A favourite author of mine, Terry Pratchet, summed up a creatures thought process when it comes across something new, in three questions and a statement.

  • Do I need to run away from this?
  • Can I eat this?
  • Can I have sex with this?
  • [All "no" answers mean] it's a stone.

In imitative fly fishing you have to overcome the first, without going as far as the third or fourth. Of course it is doubtful that the fish actually have that kind of internal dialogue. It serves, though, to help our understanding to phrase the fish's reactions that way.

 

In In the Rings of the Rise Vincent Mariano describes a fish behaviour that I have had happen myself.

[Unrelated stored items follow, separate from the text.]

impl Store {
    pub fn open(data_dir: &Path) -> AppResult<Self> {
        std::fs::create_dir_all(data_dir)?;

        let inner = StoreInner {
            entries: load_collection(&data_dir.join(QA_FILE))?,
            replies: load_collection(&data_dir.join(REPLIES_FILE))?,
            users: load_collection(&data_dir.join(USERS_FILE))?,
        };

        tracing::info!(
            "Store opened with {} Q&A entries, {} replies, {} users",
            inner.entries.len(),
            inner.replies.len(),
            inner.users.len()
        );

        Ok(Store {
            inner: RwLock::new(inner),
            data_dir: data_dir.to_path_buf(),
        })
    }

    fn read(&self) -> AppResult<RwLockReadGuard<'_, StoreInner>> {
        self.inner
            .read()
            .map_err(|e| AppError::Internal(format!("Failed to acquire store read lock: {e}")))
    }

    fn write(&self) -> AppResult<RwLockWriteGuard<'_, StoreInner>> {
        self.inner
            .write()
            .map_err(|e| AppError::Internal(format!("Failed to acquire store write lock: {e}")))
    }

    fn save_entries(&self, inner: &StoreInner) -> AppResult<()> {
        save_collection(&self.data_dir.join(QA_FILE), &inner.entries)
    }

    fn save_replies(&self, inner: &StoreInner) -> AppResult<()> {
        save_collection(&self.data_dir.join(REPLIES_FILE), &inner.replies)
    }

    fn save_users(&self, inner: &StoreInner) -> AppResult<()> {
        save_collection(&self.data_dir.join(USERS_FILE), &inner.users)
    }

    // Q&A operations

    pub fn add_qa(
        &self,
        question: &str,
        answer: &str,
        category: &str,
        tags: Vec<String>,
    ) -> AppResult<QaEntry> {
        let question = question.trim();
        let answer = answer.trim();
        if question.is_empty() || answer.is_empty() {
            return Err(AppError::InvalidRequest(
                "Question and answer are required".to_string(),
            ));
        }

        let entry = QaEntry::new(
            question.to_string(),
            answer.to_string(),
            category.to_string(),
            tags,
        );

        let mut inner = self.write()?;
        inner.entries.push(entry.clone());
        self.save_entries(&inner)?;

        Ok(entry)
    }

    pub fn qa_count(&self) -> AppResult<usize> {
        Ok(self.read()?.entries.len())
    }

    /// Search entries and attach each hit's replies, viewer-relative.
    pub fn search(
        &self,
        query: &str,
        category: Option<&str>,
        viewer_id: &str,
    ) -> AppResult<Vec<QaWithReplies>> {
        let inner = self.read()?;
        let hits = search::search(&inner.entries, query, category);
        Ok(hits
            .into_iter()
            .map(|entry| attach_replies(&inner, entry, viewer_id))
            .collect())
    }

    /// All entries with replies, newest first.
    pub fn all_qa(&self, viewer_id: &str) -> AppResult<Vec<QaWithReplies>> {
        let inner = self.read()?;
        let mut entries: Vec<&QaEntry> = inner.entries.iter().collect();
        entries.sort_by(|a, b| b.created_at.cmp(&a.created_at));
        Ok(entries
            .into_iter()
            .map(|entry| attach_replies(&inner, entry, viewer_id))
            .collect())
    }

    pub fn categories(&self) -> AppResult<Vec<String>> {
        let inner = self.read()?;
        let mut categories: Vec<String> = Vec::new();
        for entry in &inner.entries {
            if !categories.contains(&entry.category) {
                categories.push(entry.category.clone());
            }
        }
        categories.sort();
        Ok(categories)
    }

    /// Top search hits packaged as context for the AI answer service.
    pub fn relevant_context(&self, question: &str, category: &str) -> AppResult<Vec<QaContext>> {
        let inner = self.read()?;
        Ok(search::search(&inner.entries, question, Some(category))
            .into_iter()
            .take(3)
            .map(|entry| QaContext {
                question: entry.question.clone(),
                answer: entry.answer.clone(),
                category: entry.category.clone(),
                tags: entry.tags.clone(),
            })
            .collect())
    }

    pub fn stats(&self) -> AppResult<StatsSnapshot> {
        let inner = self.read()?;
        Ok(stats::compute_stats(
            &inner.entries,
            &inner.replies,
            &inner.users,
        ))
    }

    // Reply operations

    pub fn replies_for(&self, qa_id: &str, viewer_id: &str) -> AppResult<Vec<ReplyView>> {
        let inner = self.read()?;
        if !inner.entries.iter().any(|e| e.id == qa_id) {
            return Err(AppError::NotFound(format!("Q&A pair not found: {qa_id}")));
        }
        Ok(replies_for_entry(&inner, qa_id, viewer_id))
    }

    pub fn add_reply(
        &self,
        qa_id: &str,
        user: &AuthenticatedUser,
        content: &str,
        parent_reply_id: Option<String>,
    ) -> AppResult<Reply> {
        let content = content.trim();
        if content.is_empty() {
            return Err(AppError::InvalidRequest(
                "Reply content cannot be empty".to_string(),
            ));
        }

        let mut inner = self.write()?;
        let entry_idx = inner
            .entries
            .iter()
            .position(|e| e.id == qa_id)
            .ok_or_else(|| AppError::NotFound(format!("Q&A pair not found: {qa_id}")))?;

        let reply = Reply::new(
            qa_id.to_string(),
            user.id.clone(),
            user.username.clone(),
            content.to_string(),
            parent_reply_id,
        );

        inner.replies.push(reply.clone());
        inner.entries[entry_idx].reply_count += 1;
        inner.entries[entry_idx].updated_at = Utc::now().timestamp();
        self.save_replies(&inner)?;
        self.save_entries(&inner)?;

        Ok(reply)
    }

    /// Toggle the viewer's helpful vote on a reply.
    ///
    /// The vote count is derived from the voter set, so toggling twice by the
    /// same viewer restores the original count while other viewers' votes
    /// accumulate independently.
    pub fn toggle_helpful(&self, reply_id: &str, viewer_id: &str) -> AppResult<Reply> {
        let mut inner = self.write()?;
        let reply = inner
            .replies
            .iter_mut()
            .find(|r| r.id == reply_id && !r.is_deleted)
            .ok_or_else(|| AppError::NotFound(format!("Reply not found: {reply_id}")))?;

        match reply.helpful_voters.iter().position(|v| v == viewer_id) {
            Some(idx) => {
                reply.helpful_voters.remove(idx);
            }
            None => reply.helpful_voters.push(viewer_id.to_string()),
        }
        reply.updated_at = Utc::now().timestamp();
        let updated = reply.clone();

        self.save_replies(&inner)?;
        Ok(updated)
    }

    pub fn update_reply(
        &self,
        reply_id: &str,
        author_id: &str,
        content: &str,
    ) -> AppResult<Reply> {
        let content = content.trim();
        if content.is_empty() {
            return Err(AppError::InvalidRequest(
                "Reply content cannot be empty".to_string(),
            ));
        }

        let mut inner = self.write()?;
        let reply = inner
            .replies
            .iter_mut()
            .find(|r| r.id == reply_id && !r.is_deleted)
            .ok_or_else(|| AppError::NotFound(format!("Reply not found: {reply_id}")))?;

        if reply.user_id != author_id {
            return Err(AppError::Forbidden(
                "You can only edit your own replies".to_string(),
            ));
        }

        reply.content = content.to_string();
        reply.updated_at = Utc::now().timestamp();
        let updated = reply.clone();

        self.save_replies(&inner)?;
        Ok(updated)
    }

    /// Soft-delete a reply and release its slot in the parent's reply count.
    pub fn delete_reply(&self, reply_id: &str, author_id: &str) -> AppResult<()> {
        let mut inner = self.write()?;
        let reply = inner
            .replies
            .iter_mut()
            .find(|r| r.id == reply_id && !r.is_deleted)
            .ok_or_else(|| AppError::NotFound(format!("Reply not found: {reply_id}")))?;

        if reply.user_id != author_id {
            return Err(AppError::Forbidden(
                "You can only delete your own replies".to_string(),
            ));
        }

        reply.is_deleted = true;
        reply.updated_at = Utc::now().timestamp();
        let qa_id = reply.qa_id.clone();

        if let Some(entry) = inner.entries.iter_mut().find(|e| e.id == qa_id) {
            entry.reply_count = entry.reply_count.saturating_sub(1);
        }

        self.save_replies(&inner)?;
        self.save_entries(&inner)?;
        Ok(())
    }

    // User operations

    pub fn create_user(
        &self,
        username: &str,
        email: &str,
        password_hash: String,
    ) -> AppResult<User> {
        let username = username.trim();
        let email = email.trim();

        if username.len() < 3 {
            return Err(AppError::InvalidRequest(
                "Username must be at least 3 characters".to_string(),
            ));
        }
        if !email.contains('@') {
            return Err(AppError::InvalidRequest("Invalid email format".to_string()));
        }

        let mut inner = self.write()?;
        for user in &inner.users {
            if user.username.eq_ignore_ascii_case(username) {
                return Err(AppError::Conflict("Username already exists".to_string()));
            }
            if user.email.eq_ignore_ascii_case(email) {
                return Err(AppError::Conflict("Email already exists".to_string()));
            }
        }

        let user = User::new(username.to_string(), email.to_string(), password_hash);
        inner.users.push(user.clone());
        self.save_users(&inner)?;

        Ok(user)
    }

    /// Authenticate by username or email and record the login time.
    pub fn authenticate(&self, username_or_email: &str, password: &str) -> AppResult<User> {
        let mut inner = self.write()?;
        let user = inner
            .users
            .iter_mut()
            .find(|u| {
                u.is_active
                    && (u.username.eq_ignore_ascii_case(username_or_email)
                        || u.email.eq_ignore_ascii_case(username_or_email))
            })
            .ok_or_else(|| AppError::Unauthorized("Invalid credentials".to_string()))?;

        if !crate::auth::verify_password(password, &user.password_hash)? {
            return Err(AppError::Unauthorized("Invalid credentials".to_string()));
        }

        user.last_login_at = Some(Utc::now().timestamp());
        let authenticated = user.clone();

        self.save_users(&inner)?;
        Ok(authenticated)
    }

    pub fn find_user(&self, user_id: &str) -> AppResult<User> {
        let inner = self.read()?;
        inner
            .users
            .iter()
            .find(|u| u.id == user_id)
            .cloned()
            .ok_or_else(|| AppError::NotFound(format!("User not found: {user_id}")))
    }
}
use config::{Config, ConfigError, File};
use rand::Rng;
use serde::{Deserialize, Serialize};
use std::path::{Path, PathBuf};

#[derive(Debug, Deserialize, Serialize, Clone)]
pub struct AuthConfig {
    pub jwt_secret: Option<String>,
}

#[derive(Debug, Deserialize, Serialize, Clone)]
pub struct AppConfig {
    pub server: ServerConfig,
    pub storage: StorageConfig,
    pub auth: Option<AuthConfig>,
    pub api_keys: Option<ApiKeysConfig>,
}

#[derive(Debug, Deserialize, Serialize, Clone)]
pub struct ApiKeysConfig {
    pub openai_api_key: Option<String>,
    pub anthropic_api_key: Option<String>,
}

#[derive(Debug, Deserialize, Serialize, Clone)]
pub struct ServerConfig {
    pub host: String,
    pub port: u16,
}

#[derive(Debug, Deserialize, Serialize, Clone)]
pub struct StorageConfig {
    pub data_dir: PathBuf,
}

impl Default for AppConfig {
    fn default() -> Self {
        Self {
            server: ServerConfig {
                host: "127.0.0.1".to_string(),
                port: 8088,
            },
            storage: StorageConfig {
                data_dir: get_default_data_dir(),
            },
            auth: None,
            api_keys: None,
        }
    }
}

impl AppConfig {
    pub fn load() -> Result<Self, ConfigError> {
        let config_path = get_config_path();

        // Create config directory if it doesn't exist
        if let Some(parent) = config_path.parent() {
            std::fs::create_dir_all(parent).map_err(|e| {
                ConfigError::Message(format!("Failed to create config directory: {e}"))
            })?;
        }

        // Create default config file if it doesn't exist
        if !config_path.exists() {
            let default_config = r#"
[server]
host = "127.0.0.1"
port = 8088

[storage]
data_dir = "~/.local/share/studyhive"

[auth]
# JWT secret for authentication tokens (IMPORTANT: Change this in production!)
# jwt_secret = "change-this-to-a-secure-random-string-in-production"

[api_keys]
# openai_api_key = "your-openai-key"
# anthropic_api_key = "your-anthropic-key"
"#;
            std::fs::write(&config_path, default_config).map_err(|e| {
                ConfigError::Message(format!("Failed to write default config: {e}"))
            })?;
        }

        let builder = Config::builder()
            .add_source(File::from(config_path.clone()))
            .build()?;

        let mut config: AppConfig = builder.try_deserialize()?;
        config.expand_data_dir();

        // Check if JWT secret is missing and generate one if needed
        let jwt_secret_missing = config
            .auth
            .as_ref()
            .and_then(|a| a.jwt_secret.as_ref())
            .is_none();

        if jwt_secret_missing {
            let new_secret = generate_jwt_secret();
            tracing::info!("Generated new JWT secret for authentication");

            if config.auth.is_none() {
                config.auth = Some(AuthConfig {
                    jwt_secret: Some(new_secret.clone()),
                });
            } else if let Some(ref mut auth) = config.auth {
                auth.jwt_secret = Some(new_secret.clone());
            }

            if let Err(e) = update_config_file_with_jwt_secret(&config_path, &new_secret) {
                tracing::warn!("Failed to save JWT secret to config file: {e}");
                tracing::warn!("The JWT secret will be regenerated on next restart");
            }
        }

        Ok(config)
    }

    pub fn load_from_file(config_path: &Path) -> Result<Self, ConfigError> {
        if !config_path.exists() {
            return Err(ConfigError::Message(format!(
                "Configuration file not found: {}",
                config_path.display()
            )));
        }

        let builder = Config::builder()
            .add_source(File::from(config_path.to_path_buf()))
            .build()?;

        let mut config: AppConfig = builder.try_deserialize()?;
        config.expand_data_dir();

        Ok(config)
    }

    fn expand_data_dir(&mut self) {
        if self.storage.data_dir.starts_with("~") {
            if let Some(home) = home::home_dir() {
                let path_str = self.storage.data_dir.to_string_lossy();
                let expanded = path_str.replacen("~", &home.to_string_lossy(), 1);
                self.storage.data_dir = PathBuf::from(expanded);
            }
        }
    }
}

fn get_config_path() -> PathBuf {
    if let Some(home) = home::home_dir() {
        home.join(".config/studyhive/studyhive.toml")
    } else {
        PathBuf::from("studyhive.toml")
    }
}

fn get_default_data_dir() -> PathBuf {
    if let Some(home) = home::home_dir() {
        home.join(".local/share/studyhive")
    } else {
        PathBuf::from("studyhive-data")
    }
}

/// Generates a cryptographically secure random JWT secret
/// Equivalent to `openssl rand -base64 48`
fn generate_jwt_secret() -> String {
    let mut rng = rand::rng();
    let random_bytes: Vec<u8> = (0..48).map(|_| rng.random()).collect();
    base64::Engine::encode(&base64::engine::general_purpose::STANDARD, &random_bytes)
}

/// Updates the config file with a newly generated JWT secret
fn update_config_file_with_jwt_secret(
    config_path: &Path,
    jwt_secret: &str,
) -> Result<(), std::io::Error> {
    let content = std::fs::read_to_string(config_path)?;
    let mut lines: Vec<String> = content.lines().map(|s| s.to_string()).collect();

    let mut in_auth_section = false;
    let mut secret_updated = false;

    for i in 0..lines.len() {
        let line = lines[i].trim();

        if line == "[auth]" {
            in_auth_section = true;
            continue;
        }

        // Leaving the [auth] section without having found a jwt_secret line
        if in_auth_section && line.starts_with('[') && line.ends_with(']') {
            if !secret_updated {
                lines.insert(i, format!("jwt_secret = \"{}\"", jwt_secret));
                secret_updated = true;
            }
            break;
        }

        if in_auth_section && (line.starts_with("jwt_secret") || line.starts_with("# jwt_secret")) {
            lines[i] = format!("jwt_secret = \"{}\"", jwt_secret);
            secret_updated = true;
            break;
        }
    }

    // Hand-edited files may lack an [auth] section entirely; append one so the
    // generated secret survives restarts instead of being silently dropped.
    if !secret_updated {
        if !in_auth_section {
            if !lines.last().is_some_and(|l| l.trim().is_empty()) {
                lines.push(String::new());
            }
            lines.push("[auth]".to_string());
        }
        lines.push(format!("jwt_secret = \"{}\"", jwt_secret));
    }

    let updated_content = lines.join("\n") + "\n";
    std::fs::write(config_path, updated_content)?;

    Ok(())
}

That of hanging below a dry fly for several yards, apparently inspecting the fly. When you see this you have overcome the fish's flight reaction and caught its attention, but not convinced it to eat. If you can maintain the drift for long enough, the fish will be tempted, and give in to the urge to feed. The only times I have failed to catch such a fish is when I have been unable to maintain good presentation (the drift) for long enough. It goes to show that imitative fly fishing consists of two parts, pattern and presentation. Usually presentation being the more important part. This explains the success of one of the best trout fishermen I've met who's flies resemble nothing so much as half a chicken lashed to a hook.

 

We have a hatch here, that I don't know if you have. It presents a similar situation to your midge hatch. Caenis (there are two distinct hatches the one I'm talking about here is the Evening Caenis, Morning Caenis is a different matter). When they hatch it is like mist rising from the water in great dense clouds. There are many patterns tied to imitate the Caenis, usually in sizes 20 to 22, but they are generally useless. The fish just swim through the ascending nymphs with their mouths open. By dropping your imitation among them it might get picked up. Fish will not target your fly.

 

One friend of mine has had some success with a size 8 long shank Woolly Bugger in florescent colours (often lime green) ripped through just under the surface. I usually just go home.

 

When a hatch becomes so intense that fish are not taking individual flies, imitative fly fishing hits one of its limits. Fly fishing could be defined as putting something the fish thinks it can eat in front of the fish. Imitative fly fishing is just one way of convincing the fish that your fly is something it can eat. It will often fail. When it does there are other options.

 

Cheers,

C.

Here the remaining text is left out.